I have a follow-up question regarding the fitting of potential parameters using phonon frequencies, especially at the gamma point. Is the non-analytic correction taken into account for the fitting, for example when specifying “gamma_direction_of_approach” or asking for dispersion curves?

Also, another related question, the calculation of the dielectric complex function never uses phonon frequencies calculated with the non-analytic correction, even when GULP is given a “gamma_direction_of_approach”, right?

Best regards,
Antoine

Dear Antoine,
Normally the non-analytic correction is only included in the frequencies if the k point is part of a dispersion curve, in which case the direction comes from the dispersion direction specified. If you use “gamma_direction_of_approach” then the non-analytic correction should be included even for a single k point and so this would change the frequencies for fitting at gamma.
The frequency-dependent properties are computed using the gamma point frequencies. This means can probably force the use of a non-analytic correction at gamma using the “gamma_direction” option and this will get passed through.
Best regards
Julian

Dear Julian,

thanks again for your enlightening answer. Regarding the frequency-dependent properties, invoking the “gamma_direction” option, or the “dispersion” one, doesn’t influence them, while still showing the TO/LO splitting. The same dielectric spectrum is produced whether or not the non-analytical correction is used and I’m a bit confused by that since some gamma-point frequencies (especially a few involved in dielectric peaks) are different. I tried that on several systems, including the MgO used in example 5 of GULP. I’m still a bit new to phonon-related studies so is this normal and expected?

Best regards,
Antoine

Dear Antoine,
I’ve just checked the code and it seems that the frequency-dependent properties currently only use the frequencies without LO-TO splitting, so apologies for giving you false hope. I can look at changing this for the next release. If you feeling like having some fun I think you can probably change this in the code. If you go to phonon.F90 (assuming you are doing something standard on a single processor) and look for the call to omegaproperty. If you change the argument “savefreq” to “freq” then you may get what you are looking for.
Best regards,
Julian

Dear Julian,

Thanks again! Indeed, this modification works and I get the modified frequency-dependent properties! Now, upon reading about LO-TO splitting, I’m not sure if that entirely makes sense to take it into account when considering only the complex dielectric function at the gamma point precisely. I understand this splitting occurring near k=0, but not really exactly at k=0, since there’s no direction of propagation per say in itself (or it doesn’t make sense to just think about the gamma point just by itself). But this is not related to GULP haha.
Thanks again for answering all my GULP-related questions!

Best regards,
Antoine

Dear Antoine,
The debate over whether a directional contribution should be included due to LO/TO is probably why this wasn’t included in the term is probably why it was excluded originally.

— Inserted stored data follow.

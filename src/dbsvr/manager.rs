use std::collections::{HashMap, HashSet};
use std::sync::Arc;
use std::sync::atomic::{AtomicU64, Ordering};
use std::time::Duration;

use parking_lot::Mutex;
use tokio::sync::{oneshot, watch};

use crate::cache::{KeyValueCache, UserDataCacheOperations};
use crate::database::DurableStore;
use crate::define::{EMPTY_USER_DATA, PlayerId};
use crate::error::StoreError;
use crate::utils::now_timestamp;

enum PendingState {
    /// 等待延迟结束，发送即取消
    Scheduled(oneshot::Sender<()>),
    /// 正在写回，写完后变为 true
    Flushing(watch::Receiver<bool>),
}

/// 下线待写回标记
struct PendingLogout {
    logout_at: i64,
    generation: u64,
    state: PendingState,
}

/// 玩家数据在缓存与数据库之间的搬运
///
/// 在线期间缓存是唯一可写的副本；下线后等待 `flush_delay`，
/// 期间重新登录则取消写回，缓存数据继续使用。
pub struct DbManager {
    user_data: UserDataCacheOperations,
    store: Arc<dyn DurableStore>,
    systems: Vec<String>,
    flush_delay: Duration,
    pending: Mutex<HashMap<PlayerId, PendingLogout>>,
    generation: AtomicU64,
    /// 登录时因数据库无记录（或记录损坏）写入缓存的空数据
    seeded: Mutex<HashSet<(PlayerId, String)>>,
}

impl DbManager {
    pub fn new(
        cache: Arc<dyn KeyValueCache>,
        store: Arc<dyn DurableStore>,
        systems: Vec<String>,
        flush_delay: Duration,
    ) -> Self {
        Self {
            user_data: UserDataCacheOperations::new(cache),
            store,
            systems,
            flush_delay,
            pending: Mutex::new(HashMap::new()),
            generation: AtomicU64::new(0),
            seeded: Mutex::new(HashSet::new()),
        }
    }

    /// 为每个系统建表，启动时调用
    pub async fn create_tables(&self) -> Result<(), StoreError> {
        for system in &self.systems {
            self.store.create_table(system).await?;
        }
        Ok(())
    }

    /// 玩家登录，确保每个系统的数据都在缓存中
    ///
    /// 所有系统的缓存访问都失败时返回错误；数据库读取失败只记录日志。
    pub async fn on_user_login(&self, user_id: PlayerId) -> Result<bool, StoreError> {
        self.cancel_pending(user_id).await;

        let mut failed = 0;
        let mut last_error = None;
        for system in &self.systems {
            if let Err(e) = self.load_system(system, user_id).await {
                tracing::error!("failed to load {} of user {}: {}", system, user_id, e);
                failed += 1;
                last_error = Some(e);
            }
        }

        match last_error {
            Some(e) if failed == self.systems.len() => Err(e),
            _ => Ok(true),
        }
    }

    /// 去掉下线标记，已在写回的等它写完
    async fn cancel_pending(&self, user_id: PlayerId) {
        let marker = self.pending.lock().remove(&user_id);
        let Some(marker) = marker else {
            return;
        };

        match marker.state {
            PendingState::Scheduled(cancel) => {
                let _ = cancel.send(());
                tracing::debug!("cancelled pending flush of user {}", user_id);
            }
            PendingState::Flushing(mut done) => {
                tracing::info!("user {} logged in during flush, waiting", user_id);
                let _ = done.wait_for(|done| *done).await;
            }
        }
    }

    async fn load_system(&self, system: &str, user_id: PlayerId) -> Result<(), StoreError> {
        if self.user_data.get_user_data(system, user_id).await?.is_some() {
            return Ok(());
        }

        // 无记录或记录损坏时为 None，缓存空数据
        let loaded = match self.store.load_user_data(system, user_id).await {
            Ok(Some(bytes)) => String::from_utf8(bytes)
                .map_err(|e| tracing::error!("corrupt {} of user {}: {}", system, user_id, e))
                .ok(),
            Ok(None) => None,
            Err(StoreError::Decompress(e)) => {
                tracing::error!("corrupt {} of user {}: {}", system, user_id, e);
                None
            }
            Err(e) => {
                tracing::error!("failed to read {} of user {} from database: {}", system, user_id, e);
                return Ok(());
            }
        };

        let seed = (user_id, system.to_string());
        match loaded {
            Some(data) => {
                self.seeded.lock().remove(&seed);
                self.user_data.cache_user_data(system, user_id, &data).await
            }
            None => {
                self.user_data
                    .cache_user_data(system, user_id, EMPTY_USER_DATA)
                    .await?;
                self.seeded.lock().insert(seed);
                Ok(())
            }
        }
    }

    /// 玩家下线，延迟写回
    pub fn on_user_logout(self: &Arc<Self>, user_id: PlayerId) {
        let generation = self.generation.fetch_add(1, Ordering::Relaxed) + 1;
        let (cancel_tx, cancel_rx) = oneshot::channel();

        {
            let mut pending = self.pending.lock();
            if let Some(PendingLogout {
                state: PendingState::Flushing(_),
                ..
            }) = pending.get(&user_id)
            {
                tracing::debug!("user {} is already being flushed", user_id);
                return;
            }
            // 旧的取消句柄随旧标记一起丢弃，旧任务随之退出
            pending.insert(
                user_id,
                PendingLogout {
                    logout_at: now_timestamp(),
                    generation,
                    state: PendingState::Scheduled(cancel_tx),
                },
            );
        }

        let manager = Arc::clone(self);
        tokio::spawn(async move {
            manager.delayed_flush(user_id, generation, cancel_rx).await;
        });
    }

    async fn delayed_flush(&self, user_id: PlayerId, generation: u64, cancel: oneshot::Receiver<()>) {
        tokio::select! {
            _ = tokio::time::sleep(self.flush_delay) => {}
            _ = cancel => {
                tracing::debug!("flush of user {} cancelled", user_id);
                return;
            }
        }

        let (done_tx, done_rx) = watch::channel(false);
        {
            let mut pending = self.pending.lock();
            match pending.get_mut(&user_id) {
                Some(marker) if marker.generation == generation => {
                    marker.state = PendingState::Flushing(done_rx);
                }
                _ => return,
            }
        }

        self.save_user_data(user_id).await;
        done_tx.send_replace(true);

        let mut pending = self.pending.lock();
        if pending.get(&user_id).is_some_and(|marker| marker.generation == generation) {
            pending.remove(&user_id);
        }
    }

    /// 把缓存中的数据写回数据库，成功后删除缓存
    ///
    /// 写入失败的数据保留在缓存中。登录时补上的空数据如果没有被修改，不写数据库。
    async fn save_user_data(&self, user_id: PlayerId) {
        for system in &self.systems {
            let seed = (user_id, system.clone());
            let data = match self.user_data.get_user_data(system, user_id).await {
                Ok(Some(data)) => data,
                Ok(None) => continue,
                Err(e) => {
                    tracing::error!("failed to read {} of user {} from cache: {}", system, user_id, e);
                    continue;
                }
            };

            let untouched = data == EMPTY_USER_DATA && self.seeded.lock().contains(&seed);
            if !untouched {
                if let Err(e) = self.store.save_user_data(system, user_id, data.as_bytes()).await {
                    tracing::error!("failed to save {} of user {}, kept in cache: {}", system, user_id, e);
                    continue;
                }
            }

            self.seeded.lock().remove(&seed);
            if let Err(e) = self.user_data.remove_user_data(system, user_id).await {
                tracing::warn!("failed to evict {} of user {}: {}", system, user_id, e);
            }
        }
        tracing::info!("user {} data flushed", user_id);
    }

    /// 立即写回，不等待延迟
    pub async fn flush_now(&self, user_id: PlayerId) {
        self.cancel_pending(user_id).await;
        self.save_user_data(user_id).await;
    }

    /// 写回所有待写回的玩家，停服时调用
    pub async fn flush_pending(&self) -> usize {
        let user_ids: Vec<PlayerId> = self.pending.lock().keys().copied().collect();
        for user_id in &user_ids {
            self.flush_now(*user_id).await;
        }
        tracing::info!("flushed {} pending users", user_ids.len());
        user_ids.len()
    }

    /// 下线时间，没有待写回时返回 None
    pub fn pending_logout_at(&self, user_id: PlayerId) -> Option<i64> {
        self.pending.lock().get(&user_id).map(|marker| marker.logout_at)
    }

    pub fn pending_count(&self) -> usize {
        self.pending.lock().len()
    }
}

Of course the measurement of frequency-dependent properties as an in and out bound direction for the wave (given by odirection) and so arguably any splitting may reflect this, but I’ve yet to find a definitive reference that addresses this.
Best regards,
Julian

Dear Julian,

I see, this is definitely interesting to read about this debate. Many thanks for this exchange!

Best regards,
Antoine

Hi Dr. Gale,

I had a follow-up question related to this discussion. If I want to add phonon frequencies from IR measurements as an observable, would I be correct in thinking ‘gamma_angular_steps’ should be set to some nonzero value, to account for the LO-TO splitting?

Thank you very much,

Connor

Hi Connor
If you really want to handle the LO-TO splitting in detail then in principle you should average over the directions of approach. However, fitting these modes at that level of detail would be tricky since they are delocalised, unlike the fingerprint high frequency modes that people usually get from an IR spectrum. If your objective is really to nail LO-TO splitting then you’ll probably need to fit phonon dispersion curves rather than just look at the gamma point.